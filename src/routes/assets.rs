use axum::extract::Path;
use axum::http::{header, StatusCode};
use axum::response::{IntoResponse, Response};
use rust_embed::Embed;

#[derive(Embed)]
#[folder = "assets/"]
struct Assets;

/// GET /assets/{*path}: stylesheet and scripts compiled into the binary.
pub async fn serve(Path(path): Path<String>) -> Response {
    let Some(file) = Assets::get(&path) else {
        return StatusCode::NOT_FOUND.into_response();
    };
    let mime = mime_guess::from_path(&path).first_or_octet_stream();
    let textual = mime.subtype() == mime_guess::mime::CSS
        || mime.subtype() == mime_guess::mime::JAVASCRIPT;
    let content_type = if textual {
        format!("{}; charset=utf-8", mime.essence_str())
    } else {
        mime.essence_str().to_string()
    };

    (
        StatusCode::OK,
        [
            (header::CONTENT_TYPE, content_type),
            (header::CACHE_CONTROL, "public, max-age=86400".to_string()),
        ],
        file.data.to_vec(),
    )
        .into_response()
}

____________________

Problem details:
Copy out each line of the records character for character.

Exercise solution:
filename src/routes/assets.rs
use axum::extract::Path;
use axum::http::{header, StatusCode};
use axum::response::{IntoResponse, Response};
use rust_embed::Embed;

#[derive(Embed)]
#[folder = "assets/"]
struct Assets;

/// GET /assets/{*path}: stylesheet and scripts compiled into the binary.
pub async fn serve(Path(path): Path<String>) -> Response {
    let Some(file) = Assets::get(&path) else {
        return StatusCode::NOT_FOUND.into_response();
    };
    let mime = mime_guess::from_path(&path).first_or_octet_stream();
    let textual = mime.subtype() == mime_guess::mime::CSS
        || mime.subtype() == mime_guess::mime::JAVASCRIPT;
    let content_type = if textual {
        format!("{}; charset=utf-8", mime.essence_str())
    } else {
        mime.essence_str().to_string()
    };

    (
        StatusCode::OK,
        [
            (header::CONTENT_TYPE, content_type),
            (header::CACHE_CONTROL, "public, max-age=86400".to_string()),
        ],
        file.data.to_vec(),
    )
        .into_response()
}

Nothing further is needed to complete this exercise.